Given groups=1, weight of size [16, 32, 3, 3], expected input[42, 19, 224, 224] to have 32 channels, but got 19 channels instead
Why is this happening? I have a hunch that the input dimension are not matching to the conv layers. Not sure where I am missing. Please help!
Your conv dimensions don't line up. I've replaced hidden_units
with your value 16 for clarity
self.cnn = nn.Sequential(
nn.Conv2d(19, 16, kernel_size=3, padding=1),
nn.ReLU(inplace=True),
nn.MaxPool2d(kernel_size=2, stride=2),
nn.Conv2d(19, 32, kernel_size=3, padding=1),
nn.ReLU(inplace=True),
nn.MaxPool2d(kernel_size=2, stride=2)
)
The first conv takes in a 19 channel input and produces a 16 channel output.
Your second conv expects a 19 channel input, but gets a 16 channel input, throwing the error.
You probably want something like
self.cnn = nn.Sequential(
nn.Conv2d(19, hidden_units, kernel_size=3, padding=1),
nn.ReLU(inplace=True),
nn.MaxPool2d(kernel_size=2, stride=2),
nn.Conv2d(hidden_units, hidden_units * 2, kernel_size=3, padding=1),
nn.ReLU(inplace=True),
nn.MaxPool2d(kernel_size=2, stride=2)
)
Also some errata on CNN design:
MaxPool layers have fallen out of style in favor of adding stride to the convolution (conv with stride 2 produces the same size reduction as conv with stride 1 + max pool). Nothing strictly wrong with having explicit max pool layers but worth noting.

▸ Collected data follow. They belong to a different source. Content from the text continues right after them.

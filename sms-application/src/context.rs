use tokio_util::sync::CancellationToken;

/// 应用层上下文（Application Context）
///
/// 承载一次应用层调用所需的横切信息：
/// - 来源标记（`source`）：发起方标识，进入日志语境；
/// - 取消信号（`cancellation`）：传入分发与重新加载等待，取消后尽快返回。
///
/// 典型用法：
/// ```rust
/// use sms_application::context::AppContext;
/// use tokio_util::sync::CancellationToken;
///
/// let token = CancellationToken::new();
/// let ctx = AppContext::new("http-api").with_cancellation(token.child_token());
/// assert!(!ctx.is_cancelled());
/// token.cancel();
/// assert!(ctx.is_cancelled());
/// ```
#[derive(Clone, Debug, Default)]
pub struct AppContext {
    pub source: String,
    pub cancellation: CancellationToken,
}

impl AppContext {
    pub fn new(source: impl Into<String>) -> Self {
        Self {
            source: source.into(),
            cancellation: CancellationToken::new(),
        }
    }

    pub fn with_cancellation(mut self, token: CancellationToken) -> Self {
        self.cancellation = token;
        self
    }

    pub fn is_cancelled(&self) -> bool {
        self.cancellation.is_cancelled()
    }
}
//! 短信生命周期应用层（sms-application）
//!
//! 在领域层之上编排消息生命周期：
//! - `MessageService`：状态迁移、持久化与事件发射；
//! - `MessageListener`：幂等的事件监听层；
//! - `OutstandingDispatcher`：待发送消息的有界并发批量分发。
//!
pub mod config;
pub mod context;
pub mod error;
pub mod message_listener;
pub mod message_service;
pub mod outstanding;
pub mod params;

pub use config::MessageServiceConfig;
pub use message_listener::MessageListener;
pub use message_service::MessageService;
pub use outstanding::OutstandingDispatcher;
use crate::error::DomainResult as Result;
use async_trait::async_trait;
use chrono::{DateTime, Utc};
use serde::{Deserialize, Serialize};
use std::sync::Arc;
use uuid::Uuid;

/// “该事件已被该处理器完整处理”的记录，写入一次、不更新不删除
#[derive(Debug, Clone, PartialEq, Eq, Serialize, Deserialize)]
pub struct EventListenerLog {
    pub id: Uuid,
    pub event_id: String,
    pub event_type: String,
    /// 处理器签名，区分订阅同一事件类型的多个监听器
    pub handler: String,
    /// 处理耗时（毫秒）
    pub duration_ms: i64,
    pub handled_at: DateTime<Utc>,
    pub created_at: DateTime<Utc>,
}

impl EventListenerLog {
    pub fn new(
        event_id: impl Into<String>,
        event_type: impl Into<String>,
        handler: impl Into<String>,
        duration_ms: i64,
        handled_at: DateTime<Utc>,
    ) -> Self {
        Self {
            id: Uuid::new_v4(),
            event_id: event_id.into(),
            event_type: event_type.into(),
            handler: handler.into(),
            duration_ms,
            handled_at,
            created_at: Utc::now(),
        }
    }
}

/// 认领结果
#[derive(Debug, Clone, Copy, PartialEq, Eq)]
pub enum ListenerClaim {
    /// 本次投递获得处理权
    Claimed,
    /// 已有完整处理记录，本次投递为重复
    AlreadyHandled,
    /// 另一次并发投递正在处理
    InProgress,
}

/// 去重日志仓储
///
/// `claim` 必须是针对（事件标识，处理器签名）的单次原子条件插入，
/// 这样两次并发重投不会同时越过存在性检查。
/// 未完成的认领带有租约：持有者崩溃或被中途丢弃后，租约过期即可被后续投递接管。
#[async_trait]
pub trait EventListenerLogRepository: Send + Sync {
    /// 是否已有完整处理记录
    async fn has(&self, event_id: &str, handler: &str) -> Result<bool>;

    /// 原子认领处理权；租约已过期的未完成认领视为空闲
    async fn claim(&self, event_id: &str, handler: &str) -> Result<ListenerClaim>;

    /// 写入完整处理记录（完成认领）；已存在记录时不覆盖并返回 `false`
    async fn store(&self, log: &EventListenerLog) -> Result<bool>;

    /// 放弃未完成的认领，以便后续重投重新执行副作用
    async fn release(&self, event_id: &str, handler: &str) -> Result<()>;
}

#[async_trait]
impl<T> EventListenerLogRepository for Arc<T>
where
    T: EventListenerLogRepository + ?Sized,
{
    async fn has(&self, event_id: &str, handler: &str) -> Result<bool> {
        (**self).has(event_id, handler).await
    }

    async fn claim(&self, event_id: &str, handler: &str) -> Result<ListenerClaim> {
        (**self).claim(event_id, handler).await
    }

    async fn store(&self, log: &EventListenerLog) -> Result<bool> {
        (**self).store(log).await
    }

    async fn release(&self, event_id: &str, handler: &str) -> Result<()> {
        (**self).release(event_id, handler).await
    }
}
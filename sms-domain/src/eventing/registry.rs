use super::handler::{EventHandler, HandledEventType};
use dashmap::DashMap;
use std::sync::Arc;

/// 事件类型 → 处理器 的路由表
///
/// 支持运行期注册；同一事件类型下同名处理器只保留最后一次注册。
#[derive(Clone, Default)]
pub struct HandlerRegistry {
    by_type: Arc<DashMap<String, Vec<Arc<dyn EventHandler>>>>,
    all: Arc<DashMap<String, Arc<dyn EventHandler>>>,
}

impl HandlerRegistry {
    pub fn new(handlers: Vec<Arc<dyn EventHandler>>) -> Self {
        let registry = Self::default();
        for h in handlers {
            registry.register(h);
        }
        registry
    }

    pub fn register(&self, handler: Arc<dyn EventHandler>) {
        match handler.handled_event_type() {
            HandledEventType::All => {
                self.all
                    .insert(handler.handler_name().to_string(), handler);
            }
            HandledEventType::One(t) => self.bind(t, handler),
            HandledEventType::Many(ts) => {
                for t in ts {
                    self.bind(t, handler.clone());
                }
            }
        }
    }

    fn bind(&self, event_type: String, handler: Arc<dyn EventHandler>) {
        let mut list = self.by_type.entry(event_type).or_default();
        list.retain(|h| h.handler_name() != handler.handler_name());
        list.push(handler);
    }

    /// 匹配某事件类型的全部处理器（返回快照，不持有内部锁）
    pub fn matching(&self, event_type: &str) -> Vec<Arc<dyn EventHandler>> {
        let mut merged: Vec<Arc<dyn EventHandler>> = Vec::new();
        if let Some(list) = self.by_type.get(event_type) {
            merged.extend(list.iter().cloned());
        }
        merged.extend(self.all.iter().map(|e| e.value().clone()));
        merged
    }

    pub fn is_empty(&self) -> bool {
        self.by_type.is_empty() && self.all.is_empty()
    }
}

#[cfg(test)]
mod tests {
    use super::*;
    use crate::domain_event::EventEnvelope;
    use async_trait::async_trait;

    struct Named {
        name: &'static str,
        types: HandledEventType,
    }

    #[async_trait]
    impl EventHandler for Named {
        fn handler_name(&self) -> &str {
            self.name
        }
        fn handled_event_type(&self) -> HandledEventType {
            self.types.clone()
        }
        async fn handle(&self, _event: &EventEnvelope) -> anyhow::Result<()> {
            Ok(())
        }
    }

    fn names(list: &[Arc<dyn EventHandler>]) -> Vec<String> {
        let mut names: Vec<String> = list.iter().map(|h| h.handler_name().to_string()).collect();
        names.sort();
        names
    }

    #[test]
    fn routes_by_type_and_all() {
        let registry = HandlerRegistry::new(vec![
            Arc::new(Named {
                name: "one",
                types: HandledEventType::One("a".into()),
            }) as Arc<dyn EventHandler>,
            Arc::new(Named {
                name: "many",
                types: HandledEventType::Many(vec!["a".into(), "b".into()]),
            }) as Arc<dyn EventHandler>,
            Arc::new(Named {
                name: "audit",
                types: HandledEventType::All,
            }) as Arc<dyn EventHandler>,
        ]);

        assert_eq!(names(&registry.matching("a")), ["audit", "many", "one"]);
        assert_eq!(names(&registry.matching("b")), ["audit", "many"]);
        assert_eq!(names(&registry.matching("c")), ["audit"]);
    }

    #[test]
    fn re_registering_replaces_same_name() {
        let registry = HandlerRegistry::default();
        assert!(registry.is_empty());

        for _ in 0..3 {
            registry.register(Arc::new(Named {
                name: "one",
                types: HandledEventType::One("a".into()),
            }));
        }
        assert_eq!(registry.matching("a").len(), 1);
    }
}
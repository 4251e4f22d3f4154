use serde::{Deserialize, Serialize};
use std::fmt;
use std::str::FromStr;

use crate::error::DomainError;

/// 消息方向
#[derive(Debug, Clone, Copy, PartialEq, Eq, Hash, Serialize, Deserialize)]
pub enum MessageType {
    /// 手机 → API（手机已收到的短信）
    #[serde(rename = "mobile-originated")]
    MobileOriginated,
    /// API → 手机（等待手机发出的短信）
    #[serde(rename = "mobile-terminated")]
    MobileTerminated,
}

impl MessageType {
    pub fn as_str(&self) -> &'static str {
        match self {
            MessageType::MobileOriginated => "mobile-originated",
            MessageType::MobileTerminated => "mobile-terminated",
        }
    }
}

impl fmt::Display for MessageType {
    fn fmt(&self, f: &mut fmt::Formatter<'_>) -> fmt::Result {
        f.write_str(self.as_str())
    }
}

/// 消息状态
#[derive(Debug, Clone, Copy, PartialEq, Eq, Hash, Serialize, Deserialize)]
#[serde(rename_all = "lowercase")]
pub enum MessageStatus {
    Pending,
    Sending,
    Sent,
    Received,
}

impl MessageStatus {
    /// 允许记录发送尝试的状态集合（手机可能对同一条消息重试多次）
    pub const SEND_ATTEMPT_ALLOWED: &'static [MessageStatus] =
        &[MessageStatus::Pending, MessageStatus::Sending];

    /// 允许确认“已发送”的状态集合：必须先进入过 `Sending`
    pub const SENT_CONFIRMATION_ALLOWED: &'static [MessageStatus] = &[MessageStatus::Sending];

    pub fn as_str(&self) -> &'static str {
        match self {
            MessageStatus::Pending => "pending",
            MessageStatus::Sending => "sending",
            MessageStatus::Sent => "sent",
            MessageStatus::Received => "received",
        }
    }

    /// 终态：`Sent`（MobileTerminated）与 `Received`（MobileOriginated）
    pub fn is_terminal(&self) -> bool {
        matches!(self, MessageStatus::Sent | MessageStatus::Received)
    }

    /// 状态在前进方向上的序号
    pub fn rank(&self) -> u8 {
        match self {
            MessageStatus::Pending => 0,
            MessageStatus::Sending => 1,
            MessageStatus::Sent | MessageStatus::Received => 2,
        }
    }

    /// 转换表：只允许原地停留在 `Sending`（重试）或向前推进
    pub fn can_transition_to(&self, next: MessageStatus) -> bool {
        if self.is_terminal() {
            return false;
        }
        matches!(
            (self, next),
            (MessageStatus::Pending, MessageStatus::Sending)
                | (MessageStatus::Sending, MessageStatus::Sending)
                | (MessageStatus::Sending, MessageStatus::Sent)
        )
    }

    /// 将状态集合格式化为错误信息中的“期望状态”
    pub fn describe_set(set: &[MessageStatus]) -> String {
        let names: Vec<&str> = set.iter().map(MessageStatus::as_str).collect();
        format!("[{}]", names.join(", "))
    }
}

impl fmt::Display for MessageStatus {
    fn fmt(&self, f: &mut fmt::Formatter<'_>) -> fmt::Result {
        f.write_str(self.as_str())
    }
}

/// 手机针对一条已有消息上报的事件名
#[derive(Debug, Clone, Copy, PartialEq, Eq, Hash, Serialize, Deserialize)]
#[serde(rename_all = "SCREAMING_SNAKE_CASE")]
pub enum MessageEventName {
    Sent,
    Delivered,
    Failed,
}

impl MessageEventName {
    pub fn as_str(&self) -> &'static str {
        match self {
            MessageEventName::Sent => "SENT",
            MessageEventName::Delivered => "DELIVERED",
            MessageEventName::Failed => "FAILED",
        }
    }
}

impl fmt::Display for MessageEventName {
    fn fmt(&self, f: &mut fmt::Formatter<'_>) -> fmt::Result {
        f.write_str(self.as_str())
    }
}

impl FromStr for MessageEventName {
    type Err = DomainError;

    fn from_str(s: &str) -> Result<Self, Self::Err> {
        match s {
            "SENT" => Ok(MessageEventName::Sent),
            "DELIVERED" => Ok(MessageEventName::Delivered),
            "FAILED" => Ok(MessageEventName::Failed),
            other => Err(DomainError::Parse {
                reason: format!("unknown message event name [{other}]"),
            }),
        }
    }
}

You also definitely want to add an adaptive max pool layer after your conv layer. Without adaptive pooling, your model only works for a fixed input size (required to match up with the input size for the final linear layer). Adding an adaptive pooling layer before the final linear layer makes your model compatible with most image sizes.